15 juillet 2021

Tout s’explique

La Commission européenne annonce des mesures pour le climat

Qu’a annoncé la Commission européenne ?

Afin d’atteindre son objectif de réduire ses émissions de gaz à effet de serre d’au moins 55 % d’ici 2030 par rapport à 1990, la Commission européenne a présenté hier une série de propositions. L’organe, qui détient le pouvoir exécutif de l’UE avec les États membres, souhaite renforcer le système d’échange de quotas d’émission de gaz à effet de serre (Seqe) pour pousser les secteurs les plus émetteurs à réduire davantage leurs émissions. La Commission européenne envisage de créer un système identique pour le transport routier et le chauffage des bâtiments. Elle propose également de taxer les importations de certains produits dont la fabrication émet beaucoup de CO2. Elle souhaite que toutes les voitures immatriculées à partir de 2035 soient à « émissions nulles ». Les propositions de la Commission européenne seront soumises au Conseil européen, qui réunit les dirigeants des États membres, et au Parlement européen.

Quels effets a eus jusqu’ici le système d’échange de quotas d’émission ?

Lancé en 2005 dans les pays de l’UE, en Islande, au Liechtenstein et en Norvège, le Seqe repose sur un principe de plafonnement et d’échange des droits d’émission de plusieurs types de gaz à effet de serre, essentiellement du CO2. Il concerne environ 10 000 installations du secteur de l’électricité et de l’industrie manufacturière et les compagnies aériennes desservant les pays concernés. Il fixe une quantité limite d’émission qui diminue au fil du temps et autorise les installations qui n’utilisent pas l’intégralité de leurs droits d’émission à les revendre. Sur son site internet, la Commission européenne se félicite que les installations couvertes par le Seqe aient réduit leurs émissions d’environ 35 % entre 2005 et 2019. Un rapport publié en 2018 par l’OCDE, qui réunit 38 pays parmi les plus développés du monde, estimait que le dispositif n’avait par ailleurs « réduit ni les revenus, ni les profits, ni l’emploi dans les entreprises visées par le dispositif entre 2005 et 2014 ».

Où en est l’UE dans la réduction de ses émissions de gaz à effet de serre ?
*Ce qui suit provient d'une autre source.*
//! Room crossing.
//!
//! A position is owned by exactly one room. After movement the owner is found
//! again by following horizontal portals out of the previous room, then
//! stacked-room links up or down until the position lies between the floor
//! and ceiling of the sector under it.

use log::error;

use crate::error::LocomotionError;

use super::height::sector_in;
use super::sector::{Sector, sector_coord};
use super::types::Position;
use super::{LevelGeometry, RoomId};

/// The room owning `position` and the sector under it, starting from `room`.
///
/// Fails on dangling links and when more than `max_iterations` links are
/// followed, which only happens with cyclic portal data.
pub fn resolve_room<'a>(
    level: &'a dyn LevelGeometry,
    position: &Position,
    room: RoomId,
    max_iterations: usize,
) -> Result<(RoomId, &'a Sector), LocomotionError> {
    let start = room;
    let mut room = room;
    let mut iterations = 0usize;
    let mut step = |room: RoomId| {
        iterations += 1;
        if iterations > max_iterations {
            error!("room resolution from room {} exceeded {max_iterations} links", start.0);
            return Err(LocomotionError::ResolveLimitExceeded {
                room: start,
                iterations: max_iterations,
            });
        }
        Ok(room)
    };

    let mut sector = loop {
        let current = level.room(room)?;
        let sector = current
            .sector_clamped(
                sector_coord(position.x, current.position.x),
                sector_coord(position.z, current.position.z),
            )
            .ok_or(LocomotionError::SectorOutOfBounds {
                room,
                x: position.x,
                z: position.z,
            })?;
        match sector.portal {
            Some(next) => room = step(next)?,
            None => break sector,
        }
    };

    if sector.floor > position.y {
        while sector.ceiling > position.y {
            let Some(above) = sector.room_above else { break };
            room = step(above)?;
            sector = sector_in(level, room, position)?;
        }
    } else {
        while sector.floor <= position.y {
            let Some(below) = sector.room_below else { break };
            room = step(below)?;
            sector = sector_in(level, room, position)?;
        }
    }

    Ok((room, sector))
}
Selon les derniers chiffres de l’Agence européenne pour l’environnement (AEE), une agence de l’UE, les États membres avaient réussi en 2019 à baisser le total de leurs émissions d’environ 25 % par rapport à 1990, y compris en délocalisant hors de l’UE une partie de leur production. L’effort de réduction des émissions européennes s’est accéléré en 2009, au moment de la crise économique mondiale et il s’est poursuivi ensuite. La production d’énergie représentait près de 27 % des émissions de gaz à effet de serre de l’UE en 2019, selon l’AEE, et le transport intérieur 23 %. « Les émissions du transport routier n’ont cessé d’augmenter », a déploré hier la présidente de la Commission européenne, Ursula von der Leyen. L’Allemagne est de loin le premier émetteur de gaz à effet de serre de l’UE avec plus de 820 millions de tonnes d’équivalent CO2 en 2019, contre 424 millions pour la France. Rapporté au nombre d’habitants, c’est le Luxembourg qui est le plus gros émetteur de gaz à effet de serre de l’UE, devant l’Irlande.